By JOHN L. ALLEN JR.
Christianity’s love-hate relationship with secularism is a core theme of Benedict XVI’s four-day trip to Portugal, and this evening he asked an especially evocative question: In a social context in which basic Christian belief can’t be taken for granted, is the church too worried about structures and power and not enough about the fundamentals of the faith?
The pope raised that query, without quite supplying an answer, during an open-air Mass for an estimated 80,000 people in Lisbon’s Palace Square. It’s certainly an evocative spot to contemplate the demise of Europe’s once-intact Catholic cultures: It was here in 1908 that the penultimate Catholic monarch of Portugal, Charles I, was assassinated in 1908, with the erection of a secular republic not far behind.
Coming into his Portugal swing, many observers expected Benedict to challenge a gay marriage law recently passed by the Portuguese parliament and currently awaiting action by President Anibal Cavaco Silva. So far, however, the pope has resisted being drawn into specific political debates, focusing instead on the deeper question of how to keep the flame of the faith alive in a secular world.
In his homily this evening, Benedict seemed to propose a focus on the fundamentals: forming passionate Christians one-by-one, rather than trying to sustain huge bureaucracies or waging power struggles. In a sound-bite, the recipe offered by Benedict for life in a secular world turns on saints rather than structures.
“Often we are anxiously preoccupied with the social, cultural and political consequences of the faith, taking for granted that faith is present, which unfortunately is less and less realistic,” the pope said.

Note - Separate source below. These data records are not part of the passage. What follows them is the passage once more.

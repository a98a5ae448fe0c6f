//! Application configuration loading and validation.
//!
//! Configuration is loaded from a TOML file with environment variable
//! overrides for sensitive values. `PM_CONFIG` points at the file
//! (default `config/config.toml`); `PM_ENV_ONLY=true` skips the file and
//! builds the config from defaults plus environment.

use std::fs;
use std::path::Path;
use std::time::Duration;

use rust_decimal::Decimal;
use serde::Deserialize;

use crate::core::exchange::{StreamConfig, TradingAuth};
use crate::core::service::{CatalogSyncConfig, IngestConfig};
use crate::core::signal::collector::{
    CertaintySweepConfig, DepthConfig, InternalScanConfig, OrderbookPatternConfig,
    PricePollConfig, SettlementAggregatorConfig, WeatherConfig,
};
use crate::core::strategy::StrategyEngineConfig;
use crate::core::trade::{AutoExecutorConfig, ExecutorConfig, OpportunityManagerConfig, RiskConfig};
use crate::error::{Error, Result};

/// Default configuration file path.
pub const DEFAULT_CONFIG_PATH: &str = "config/config.toml";

#[derive(Debug, Clone, Deserialize)]
#[serde(default)]
pub struct NetworkConfig {
    /// Catalog API base URL.
    pub gamma_url: String,
    /// Trading API base URL.
    pub clob_url: String,
    /// Market-data WebSocket URL.
    pub ws_url: String,
    pub http_timeout_secs: u64,
    pub page_limit: usize,
}

impl Default for NetworkConfig {
    fn default() -> Self {
        Self {
            gamma_url: "https://gamma-api.polymarket.com".into(),
            clob_url: "https://clob.polymarket.com".into(),
            ws_url: "wss://ws-subscriptions-clob.polymarket.com/ws/market".into(),
            http_timeout_secs: 10,
            page_limit: 100,
        }
    }
}

#[derive(Debug, Clone, Deserialize)]
#[serde(default)]
pub struct LoggingConfig {
    /// Filter directive, e.g. `info` or `parlay=debug,info`.
    pub level: String,
    /// Emit JSON log lines instead of human-readable ones.
    pub json: bool,
}

impl Default for LoggingConfig {
    fn default() -> Self {
        Self {
            level: "info".into(),
            json: false,
        }
    }
}

impl LoggingConfig {
    /// Install the global subscriber. Call once at startup.
    pub fn init(&self) {
        use tracing_subscriber::{fmt, EnvFilter};
        let filter = EnvFilter::try_from_default_env()
            .unwrap_or_else(|_| EnvFilter::new(self.level.clone()));
        if self.json {
            let _ = fmt().with_env_filter(filter).json().try_init();
        } else {
            let _ = fmt().with_env_filter(filter).try_init();
        }
    }
}

/// How placed orders reach the exchange.
#[derive(Debug, Clone, Copy, PartialEq, Eq, Default, Deserialize)]
#[serde(rename_all = "kebab-case")]
pub enum ExecutorMode {
    Live,
    #[default]
    DryRun,
}

#[derive(Debug, Clone, Default, Deserialize)]
#[serde(default)]
pub struct ExecutorSection {
    pub mode: ExecutorMode,
    pub poll_interval_secs: Option<u64>,
}

#[derive(Debug, Clone, Default, Deserialize)]
#[serde(default)]
pub struct AuthSection {
    pub bearer_token: Option<String>,
    pub api_key: Option<String>,
    pub hmac_secret: Option<String>,
    pub passphrase: Option<String>,
    pub address: Option<String>,
}

#[derive(Debug, Clone, Deserialize)]
#[serde(default)]
pub struct RiskSection {
    pub bankroll: Decimal,
    pub max_kelly: f64,
    pub min_confidence: f64,
    pub freshness_cap_secs: i64,
    pub edge_retention: f64,
    pub spread_cap_bps: f64,
}

impl Default for RiskSection {
    fn default() -> Self {
        let defaults = RiskConfig::default();
        Self {
            bankroll: defaults.bankroll,
            max_kelly: defaults.max_kelly,
            min_confidence: defaults.min_confidence,
            freshness_cap_secs: defaults.freshness_cap_secs,
            edge_retention: defaults.edge_retention,
            spread_cap_bps: defaults.spread_cap_bps,
        }
    }
}

#[derive(Debug, Clone, Default, Deserialize)]
#[serde(default)]
pub struct EngineSection {
    pub tick_interval_secs: Option<u64>,
    pub signal_window_secs: Option<u64>,
    pub max_opportunities_per_strategy: Option<usize>,
}

#[derive(Debug, Clone, Default, Deserialize)]
#[serde(default)]
pub struct CollectorsSection {
    /// Depth stream URL; the collector is skipped when unset.
    pub depth_url: Option<String>,
    /// Spot price poll URL; the collector is skipped when unset.
    pub price_url: Option<String>,
    pub price_trigger_pct: Option<f64>,
    /// Weather endpoints as `(url_template, api_key, weight, pointer)`.
    pub weather_endpoints: Vec<WeatherEndpointSection>,
    pub weather_cities: Vec<String>,
}

#[derive(Debug, Clone, Deserialize)]
pub struct WeatherEndpointSection {
    pub url_template: String,
    #[serde(default)]
    pub api_key: String,
    #[serde(default = "default_weight")]
    pub weight: f64,
    pub temperature_pointer: String,
}

fn default_weight() -> f64 {
    1.0
}

/// Main application configuration.
#[derive(Debug, Clone, Default, Deserialize)]
#[serde(default)]
pub struct Config {
    pub network: NetworkConfig,
    pub logging: LoggingConfig,
    #[serde(rename = "database")]
    pub database_path: Option<String>,
    pub auth: AuthSection,
    pub executor: ExecutorSection,
    pub risk: RiskSection,
    pub engine: EngineSection,
    pub collectors: CollectorsSection,
}

impl Config {
    /// Load configuration honoring `PM_CONFIG` and `PM_ENV_ONLY`.
    pub fn load() -> Result<Self> {
        let env_only = std::env::var("PM_ENV_ONLY")
            .map(|v| v.eq_ignore_ascii_case("true"))
            .unwrap_or(false);
        let path =
            std::env::var("PM_CONFIG").unwrap_or_else(|_| DEFAULT_CONFIG_PATH.to_string());

        let mut config = if env_only || !Path::new(&path).exists() {
            Self::default()
        } else {
            Self::from_file(&path)?
        };
        config.apply_env();
        config.validate()?;
        Ok(config)
    }

    /// Parse one TOML file.
    pub fn from_file(path: &str) -> Result<Self> {
        let content = fs::read_to_string(path)
            .map_err(|e| Error::Config(format!("cannot read {path}: {e}")))?;
        toml::from_str(&content).map_err(|e| Error::Config(format!("cannot parse {path}: {e}")))
    }

    /// Environment overrides for endpoints and credentials.
    fn apply_env(&mut self) {
        let overrides: &mut [(&str, &mut Option<String>)] = &mut [
            ("PM_CLOB_API_KEY", &mut self.auth.api_key),
            ("PM_CLOB_SECRET", &mut self.auth.hmac_secret),
            ("PM_CLOB_PASSPHRASE", &mut self.auth.passphrase),
            ("PM_CLOB_ADDRESS", &mut self.auth.address),
            ("PM_BEARER_TOKEN", &mut self.auth.bearer_token),
            ("PM_DB_PATH", &mut self.database_path),
        ];
        for (var, slot) in overrides.iter_mut() {
            if let Ok(value) = std::env::var(var) {
                **slot = Some(value);
            }
        }
        if let Ok(url) = std::env::var("PM_GAMMA_URL") {
            self.network.gamma_url = url;
        }
        if let Ok(url) = std::env::var("PM_CLOB_URL") {
            self.network.clob_url = url;
        }
        if let Ok(url) = std::env::var("PM_WS_URL") {
            self.network.ws_url = url;
        }
        if let Ok(mode) = std::env::var("PM_EXECUTOR_MODE") {
            match mode.as_str() {
                "live" => self.executor.mode = ExecutorMode::Live,
                "dry-run" => self.executor.mode = ExecutorMode::DryRun,
                _ => {}
            }
        }
    }

    /// Reject configurations that cannot run.
    pub fn validate(&self) -> Result<()> {
        if self.network.gamma_url.is_empty()
            || self.network.clob_url.is_empty()
            || self.network.ws_url.is_empty()
        {
            return Err(Error::Config("network URLs must not be empty".into()));
        }
        if !(0.0..=1.0).contains(&self.risk.max_kelly) {
            return Err(Error::Config(format!(
                "risk.max_kelly {} outside [0, 1]",
                self.risk.max_kelly
            )));
        }
        if self.executor.mode == ExecutorMode::Live
            && self.auth.bearer_token.is_none()
            && self.auth.api_key.is_none()
        {
            return Err(Error::Config(
                "live executor requires auth.bearer_token or auth.api_key".into(),
            ));
        }
        Ok(())
    }

    #[must_use]
    pub fn database_path(&self) -> &str {
        self.database_path.as_deref().unwrap_or("parlay.db")
    }

    #[must_use]
    pub fn http_timeout(&self) -> Duration {
        Duration::from_secs(self.network.http_timeout_secs)
    }

    #[must_use]
    pub fn trading_auth(&self) -> TradingAuth {
        TradingAuth {
            bearer_token: self.auth.bearer_token.clone(),
            api_key: self.auth.api_key.clone(),
            hmac_secret: self.auth.hmac_secret.clone(),
            passphrase: self.auth.passphrase.clone(),
            address: self.auth.address.clone(),
        }
    }

    #[must_use]
    pub fn stream_config(&self) -> StreamConfig {
        StreamConfig {
            url: self.network.ws_url.clone(),
            ..StreamConfig::default()
        }
    }

    #[must_use]
    pub fn risk_config(&self) -> RiskConfig {
        RiskConfig {
            bankroll: self.risk.bankroll,
            max_kelly: self.risk.max_kelly,
            min_confidence: self.risk.min_confidence,
            freshness_cap_secs: self.risk.freshness_cap_secs,
            edge_retention: self.risk.edge_retention,
            spread_cap_bps: self.risk.spread_cap_bps,
        }
    }

    #[must_use]
    pub fn engine_config(&self) -> StrategyEngineConfig {
        let defaults = StrategyEngineConfig::default();
        StrategyEngineConfig {
            tick_interval: self
                .engine
                .tick_interval_secs
                .map_or(defaults.tick_interval, Duration::from_secs),
            signal_window: self
                .engine
                .signal_window_secs
                .map_or(defaults.signal_window, Duration::from_secs),
        }
    }

    #[must_use]
    pub fn opportunity_config(&self) -> OpportunityManagerConfig {
        let defaults = OpportunityManagerConfig::default();
        OpportunityManagerConfig {
            max_per_strategy: self
                .engine
                .max_opportunities_per_strategy
                .unwrap_or(defaults.max_per_strategy),
        }
    }

    #[must_use]
    pub fn executor_config(&self) -> ExecutorConfig {
        let defaults = ExecutorConfig::default();
        ExecutorConfig {
            poll_interval: self
                .executor
                .poll_interval_secs
                .map_or(defaults.poll_interval, Duration::from_secs),
        }
    }

    #[must_use]
    pub fn auto_executor_config(&self) -> AutoExecutorConfig {
        AutoExecutorConfig::default()
    }

    #[must_use]
    pub fn catalog_sync_config(&self) -> CatalogSyncConfig {
        CatalogSyncConfig::default()
    }

    #[must_use]
    pub fn ingest_config(&self) -> IngestConfig {
        IngestConfig::default()
    }

    #[must_use]
    pub fn internal_scan_config(&self) -> InternalScanConfig {
        InternalScanConfig::default()
    }

    #[must_use]
    pub fn settlement_aggregator_config(&self) -> SettlementAggregatorConfig {
        SettlementAggregatorConfig::default()
    }

    #[must_use]
    pub fn pattern_config(&self) -> OrderbookPatternConfig {
        OrderbookPatternConfig::default()
    }

    #[must_use]
    pub fn sweep_config(&self) -> CertaintySweepConfig {
        CertaintySweepConfig::default()
    }

    #[must_use]
    pub fn depth_config(&self) -> Option<DepthConfig> {
        self.collectors.depth_url.as_ref().map(|url| DepthConfig {
            url: url.clone(),
            ..DepthConfig::default()
        })
    }

    #[must_use]
    pub fn price_config(&self) -> Option<PricePollConfig> {
        self.collectors.price_url.as_ref().map(|url| {
            let defaults = PricePollConfig::default();
            PricePollConfig {
                url: url.clone(),
                trigger_pct: self
                    .collectors
                    .price_trigger_pct
                    .unwrap_or(defaults.trigger_pct),
                ..defaults
            }
        })
    }

    #[must_use]
    pub fn weather_config(&self) -> Option<WeatherConfig> {
        if self.collectors.weather_endpoints.is_empty() || self.collectors.weather_cities.is_empty()
        {
            return None;
        }
        Some(WeatherConfig {
            endpoints: self
                .collectors
                .weather_endpoints
                .iter()
                .map(|e| crate::core::signal::collector::WeatherEndpoint {
                    url_template: e.url_template.clone(),
                    api_key: e.api_key.clone(),
                    weight: e.weight,
                    temperature_pointer: e.temperature_pointer.clone(),
                })
                .collect(),
            cities: self.collectors.weather_cities.clone(),
            ..WeatherConfig::default()
        })
    }
}

#[cfg(test)]
mod tests {
    use super::*;

    #[test]
    fn defaults_are_valid_for_dry_run() {
        let config = Config::default();
        assert!(config.validate().is_ok());
        assert_eq!(config.executor.mode, ExecutorMode::DryRun);
        assert_eq!(config.database_path(), "parlay.db");
    }

    #[test]
    fn live_mode_requires_credentials() {
        let mut config = Config::default();
        config.executor.mode = ExecutorMode::Live;
        assert!(config.validate().is_err());

        config.auth.api_key = Some("key".into());
        assert!(config.validate().is_ok());
    }

    #[test]
    fn toml_sections_parse() {
        let raw = r#"
            database = "data/parlay.db"

            [network]
            gamma_url = "https://gamma.example.com"
            page_limit = 50

            [logging]
            level = "debug"
            json = true

            [executor]
            mode = "live"
            poll_interval_secs = 3

            [auth]
            api_key = "k"

            [risk]
            bankroll = "2500"
            max_kelly = 0.1

            [engine]
            tick_interval_secs = 15

            [collectors]
            price_url = "https://api.example.com/btc"
            price_trigger_pct = 0.5
        "#;
        let config: Config = toml::from_str(raw).unwrap();
        assert!(config.validate().is_ok());
        assert_eq!(config.network.gamma_url, "https://gamma.example.com");
        assert_eq!(config.network.page_limit, 50);
        assert_eq!(config.executor.mode, ExecutorMode::Live);
        assert_eq!(config.database_path(), "data/parlay.db");
        assert_eq!(config.risk_config().bankroll, Decimal::from(2500));
        assert_eq!(
            config.engine_config().tick_interval,
            Duration::from_secs(15)
        );
        let price = config.price_config().unwrap();
        assert_eq!(price.trigger_pct, 0.5);
        assert!(config.depth_config().is_none());
    }

    #[test]
    fn invalid_kelly_is_rejected() {
        let mut config = Config::default();
        config.risk.max_kelly = 1.5;
        assert!(config.validate().is_err());
    }
}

“Perhaps we have placed an excessive trust in ecclesial structures and programs, in the distribution of powers and functions,” he said. “But what will happen if salt loses its flavor?”
To prevent that, Benedict suggested a new vigor in proclaiming the death and resurrection of Christ – “the heart of Christianity, the fulcrum and mainstay of our faith, the firm lever of our certainties, the strong wind that sweeps away all fear and indecision, all doubt and human calculation.”
From that bedrock, Benedict seemed to argue, the priority ought to be individual formation.
“This faith needs to come alive in each one of us,” he said.
“A vast effort at every level is required if every Christianity is to be transformed into a witness capable of rendering account … of the hope that inspires him,” he said.
Benedict pointed to the example of the saints to underscore the point, saying that today’s pastoral priority is “to make each Christian man and woman a radiant presence of the Gospel perspective in the midst of the world, in the family, in culture, in the economy, in politics.”
Ever the realist, Benedict nonetheless conceded that not everybody in the church exactly fits that description: “We know that she also has quarrelsome and even rebellious sons and daughters,” he said.
Benedict XVI also paid tribute to centuries of Catholic history in Portugal, saying that it has gained “a glorious place among the nations for the service rendered to the spreading of the faith: in all five continents there are local churches that owe their origin to Portuguese missionary activity.”